The Old Colony Railroad opened through Quincy in November 1845. South Quincy was a flag stop for South Braintree trains by 1848. By 1857, a station was located just north of Water Street in southern Quincy. The station was known as Quincy Adams (after President John Quincy Adams, who was born nearby) by late 1866. It was officially renamed in December 1867. A stone station building was constructed in 1869; it was identical to the still-extant station at Avon, which was built around the same time. It was located on the west side of the tracks just south of Water Street. (The Old Colony had left-hand running until 1895, so the building was positioned to serve trains inbound to Boston.)

The Water Street grade crossing was eliminated in 1936 by the construction of a road bridge. The work was funded by the Works Progress Administration and cost $380,000. State-funded construction of platform canopies and other improvements related to the crossing elimination took place in August through November 1937.
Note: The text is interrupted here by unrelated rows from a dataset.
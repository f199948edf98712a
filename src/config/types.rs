//! Core configuration types for audit runs
//!
//! `TestOptions` controls a single batch: how many pages, how many at once,
//! how long each attempt may take, how failures are retried and which
//! analyzers run. `DebugConfig` controls the optional diagnostic session.

use serde::{Deserialize, Serialize};
use std::path::PathBuf;
use std::sync::Arc;
use std::time::Duration;

use crate::audit_engine::events::{AuditEventHandler, NoOpEventHandler};
use crate::errors::ConfigError;
use crate::utils::{
    DEFAULT_DEBUG_OUTPUT_DIR, DEFAULT_MAX_CONCURRENT, DEFAULT_MAX_RETRIES,
    DEFAULT_MEMORY_WARNING_THRESHOLD_MB, DEFAULT_SNAPSHOT_INTERVAL_SECS, DEFAULT_TIMEOUT_SECS,
};

/// Which optional analyzers run for each page
///
/// The core accessibility analyzer always runs and has no flag.
#[derive(Debug, Clone, Copy, Default, PartialEq, Eq, Serialize, Deserialize)]
#[serde(default)]
pub struct AnalyzerFlags {
    pub collect_performance_metrics: bool,
    pub use_pa11y: bool,
    pub include_seo_analysis: bool,
    pub include_social_analysis: bool,
    pub include_technical_seo: bool,
    pub include_security_analysis: bool,
    pub include_structured_data: bool,
    pub include_mobile_analysis: bool,
}

impl AnalyzerFlags {
    /// Every optional analyzer enabled
    #[must_use]
    pub const fn all() -> Self {
        Self {
            collect_performance_metrics: true,
            use_pa11y: true,
            include_seo_analysis: true,
            include_social_analysis: true,
            include_technical_seo: true,
            include_security_analysis: true,
            include_structured_data: true,
            include_mobile_analysis: true,
        }
    }
}

/// Delay policy between attempts of the same URL
#[derive(Debug, Clone, Copy, Default, PartialEq, Eq, Serialize, Deserialize)]
#[serde(rename_all = "snake_case", tag = "kind")]
pub enum RetryBackoff {
    /// Retry as soon as the failed page has been discarded
    #[default]
    Immediate,
    Fixed { delay_ms: u64 },
    /// `base_ms * 2^(attempt-1)`, capped at `max_ms`
    Exponential { base_ms: u64, max_ms: u64 },
}

impl RetryBackoff {
    /// Delay to wait after failed attempt number `attempt` (1-based)
    #[must_use]
    pub fn delay_for(&self, attempt: u32) -> Duration {
        match *self {
            Self::Immediate => Duration::ZERO,
            Self::Fixed { delay_ms } => Duration::from_millis(delay_ms),
            Self::Exponential { base_ms, max_ms } => {
                let shift = attempt.saturating_sub(1).min(20);
                let delay = base_ms.saturating_mul(1u64 << shift).min(max_ms);
                Duration::from_millis(delay)
            }
        }
    }
}

/// Shared handle to the caller's lifecycle callbacks
#[derive(Clone)]
pub struct EventCallbacks(pub(crate) Arc<dyn AuditEventHandler>);

impl EventCallbacks {
    pub fn new(handler: Arc<dyn AuditEventHandler>) -> Self {
        Self(handler)
    }

    #[must_use]
    pub fn handler(&self) -> Arc<dyn AuditEventHandler> {
        Arc::clone(&self.0)
    }
}

impl Default for EventCallbacks {
    fn default() -> Self {
        Self(Arc::new(NoOpEventHandler))
    }
}

impl std::fmt::Debug for EventCallbacks {
    fn fmt(&self, f: &mut std::fmt::Formatter<'_>) -> std::fmt::Result {
        f.write_str("EventCallbacks(..)")
    }
}

/// Options for one audit run
///
/// Deserialized options pass the same limit checks as
/// [`TestOptionsBuilder::build`](super::TestOptionsBuilder::build).
#[derive(Debug, Clone, Serialize, Deserialize)]
#[serde(try_from = "RawTestOptions")]
pub struct TestOptions {
    /// Truncate the URL list to this many entries (`None` = unlimited)
    pub(crate) max_pages: Option<usize>,

    /// Budget in seconds for one attempt: navigation plus every analyzer
    pub(crate) timeout_secs: u64,

    /// Upper bound on pages navigating or analyzing at the same time
    pub(crate) max_concurrent: usize,

    /// Extra attempts after the first; total attempts ≤ `max_retries + 1`
    pub(crate) max_retries: u32,

    pub(crate) retry_backoff: RetryBackoff,

    #[serde(flatten)]
    pub(crate) flags: AnalyzerFlags,

    #[serde(skip)]
    pub(crate) event_callbacks: EventCallbacks,
}

/// Wire form of [`TestOptions`], checked before it becomes one
#[derive(Deserialize)]
struct RawTestOptions {
    max_pages: Option<usize>,
    timeout_secs: u64,
    max_concurrent: usize,
    max_retries: u32,
    retry_backoff: RetryBackoff,
    #[serde(flatten)]
    flags: AnalyzerFlags,
}

impl TryFrom<RawTestOptions> for TestOptions {
    type Error = ConfigError;

    fn try_from(raw: RawTestOptions) -> Result<Self, Self::Error> {
        let options = Self {
            max_pages: raw.max_pages.filter(|&limit| limit > 0),
            timeout_secs: raw.timeout_secs,
            max_concurrent: raw.max_concurrent,
            max_retries: raw.max_retries,
            retry_backoff: raw.retry_backoff,
            flags: raw.flags,
            event_callbacks: EventCallbacks::default(),
        };
        options.validate()?;
        Ok(options)
    }
}

impl Default for TestOptions {
    fn default() -> Self {
        Self {
            max_pages: None,
            timeout_secs: DEFAULT_TIMEOUT_SECS,
            max_concurrent: DEFAULT_MAX_CONCURRENT,
            max_retries: DEFAULT_MAX_RETRIES,
            retry_backoff: RetryBackoff::default(),
            flags: AnalyzerFlags::default(),
            event_callbacks: EventCallbacks::default(),
        }
    }
}

/// Settings for an [`AuditDebugger`](crate::debugger::AuditDebugger) session
#[derive(Debug, Clone, Serialize, Deserialize)]
pub struct DebugConfig {
    pub snapshot_interval: Duration,
    pub memory_warning_threshold_mb: u64,
    pub output_dir: PathBuf,
    /// File name prefix for persisted artifacts; defaults to `audit-<session id>`
    #[serde(default)]
    pub file_prefix: Option<String>,
}

impl Default for DebugConfig {
    fn default() -> Self {
        Self {
            snapshot_interval: Duration::from_secs(DEFAULT_SNAPSHOT_INTERVAL_SECS),
            memory_warning_threshold_mb: DEFAULT_MEMORY_WARNING_THRESHOLD_MB,
            output_dir: PathBuf::from(DEFAULT_DEBUG_OUTPUT_DIR),
            file_prefix: None,
        }
    }
}

impl DebugConfig {
    #[must_use]
    pub fn with_snapshot_interval(mut self, interval: Duration) -> Self {
        self.snapshot_interval = interval;
        self
    }

    #[must_use]
    pub fn with_memory_warning_threshold_mb(mut self, mb: u64) -> Self {
        self.memory_warning_threshold_mb = mb;
        self
    }

    #[must_use]
    pub fn with_output_dir(mut self, dir: impl Into<PathBuf>) -> Self {
        self.output_dir = dir.into();
        self
    }

    #[must_use]
    pub fn with_file_prefix(mut self, prefix: impl Into<String>) -> Self {
        self.file_prefix = Some(prefix.into());
        self
    }
}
The 1926 Report on Improved Transportation Facilities and 1945–47 Coolidge Commission Report recommended the Cambridge–Dorchester line receive a branch to Braintree along the Old Colony right-of-way. Quincy Adams station closed along with the rest of the Old Colony system on June 30, 1959, and was later demolished.

===Red Line opening===
The MBTA received a $21 million federal grant (with $5 million local match required) in July 1976 for the construction of South Quincy station. The station (renamed Quincy Adams) opened on September 10, 1983 as an infill station on the Braintree Branch, which had been extended to Braintree on March 22, 1980. The station was completed by early 1983, but its opening was delayed until direct ramps between Burgin Parkway and the highways at the Braintree Split were opened. The station ultimately cost $32 million to build. It has been accessible since at least 1989.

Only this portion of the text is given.